(Stored data)

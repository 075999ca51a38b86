//! Value parsers for arguments clap cannot check on its own.

use std::net::Ipv4Addr;
use std::path::PathBuf;

const MAX_HOSTNAME_LEN: usize = 253;

const MAX_ROLLBACK_STEPS: u32 = 100;

pub fn validate_port(value: &str) -> Result<u16, String> {
    match value.parse::<u16>() {
        Ok(0) => Err("Port must be between 1 and 65535. Port 0 is not allowed.".to_string()),
        Ok(port) => Ok(port),
        Err(_) => Err(format!(
            "Port must be a valid number between 1 and 65535, got: '{value}'"
        )),
    }
}

/// The file must exist and be readable.
pub fn validate_config_file_path(value: &str) -> Result<PathBuf, String> {
    let path = PathBuf::from(value);

    if !path.exists() {
        return Err(format!("Configuration file does not exist: '{value}'"));
    }
    if !path.is_file() {
        return Err(format!("Configuration path is not a file: '{value}'"));
    }

    std::fs::File::open(&path)
        .map(|_| path)
        .map_err(|e| format!("Cannot read configuration file '{value}': {e}"))
}

pub fn validate_rollback_steps(value: &str) -> Result<u32, String> {
    let steps: u32 = value.parse().map_err(|_| {
        format!("Rollback steps must be a valid positive number, got: '{value}'")
    })?;

    match steps {
        0 => Err("Rollback steps must be greater than 0".to_string()),
        n if n > MAX_ROLLBACK_STEPS => Err(format!(
            "Rollback steps cannot exceed {MAX_ROLLBACK_STEPS}"
        )),
        n => Ok(n),
    }
}

/// Accepts `localhost`, dotted IPv4 addresses and hostnames.
pub fn validate_host_address(value: &str) -> Result<String, String> {
    let host = value.trim();

    if host.is_empty() {
        return Err("Host address cannot be empty".to_string());
    }
    if host.contains(char::is_whitespace) {
        return Err("Host address cannot contain spaces".to_string());
    }
    if host.len() > MAX_HOSTNAME_LEN {
        return Err(format!(
            "Host address is too long (maximum {MAX_HOSTNAME_LEN} characters)"
        ));
    }

    // All digits and dots: must be a real IPv4 address
    if host.chars().all(|c| c.is_ascii_digit() || c == '.') && host.parse::<Ipv4Addr>().is_err()
    {
        return Err(format!("Invalid IPv4 address format: '{value}'"));
    }

    Ok(host.to_string())
}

▶ Activity:
All the data above should be restated in full, exactly.

▶ Result of the exercise:
repository 075999ca51a38b86
//! Value parsers for arguments clap cannot check on its own.

use std::net::Ipv4Addr;
use std::path::PathBuf;

const MAX_HOSTNAME_LEN: usize = 253;

const MAX_ROLLBACK_STEPS: u32 = 100;

pub fn validate_port(value: &str) -> Result<u16, String> {
    match value.parse::<u16>() {
        Ok(0) => Err("Port must be between 1 and 65535. Port 0 is not allowed.".to_string()),
        Ok(port) => Ok(port),
        Err(_) => Err(format!(
            "Port must be a valid number between 1 and 65535, got: '{value}'"
        )),
    }
}

/// The file must exist and be readable.
pub fn validate_config_file_path(value: &str) -> Result<PathBuf, String> {
    let path = PathBuf::from(value);

    if !path.exists() {
        return Err(format!("Configuration file does not exist: '{value}'"));
    }
    if !path.is_file() {
        return Err(format!("Configuration path is not a file: '{value}'"));
    }

    std::fs::File::open(&path)
        .map(|_| path)
        .map_err(|e| format!("Cannot read configuration file '{value}': {e}"))
}

pub fn validate_rollback_steps(value: &str) -> Result<u32, String> {
    let steps: u32 = value.parse().map_err(|_| {
        format!("Rollback steps must be a valid positive number, got: '{value}'")
    })?;

    match steps {
        0 => Err("Rollback steps must be greater than 0".to_string()),
        n if n > MAX_ROLLBACK_STEPS => Err(format!(
            "Rollback steps cannot exceed {MAX_ROLLBACK_STEPS}"
        )),
        n => Ok(n),
    }
}

/// Accepts `localhost`, dotted IPv4 addresses and hostnames.
pub fn validate_host_address(value: &str) -> Result<String, String> {
    let host = value.trim();

    if host.is_empty() {
        return Err("Host address cannot be empty".to_string());
    }
    if host.contains(char::is_whitespace) {
        return Err("Host address cannot contain spaces".to_string());
    }
    if host.len() > MAX_HOSTNAME_LEN {
        return Err(format!(
            "Host address is too long (maximum {MAX_HOSTNAME_LEN} characters)"
        ));
    }

    // All digits and dots: must be a real IPv4 address
    if host.chars().all(|c| c.is_ascii_digit() || c == '.') && host.parse::<Ipv4Addr>().is_err()
    {
        return Err(format!("Invalid IPv4 address format: '{value}'"));
    }

    Ok(host.to_string())
}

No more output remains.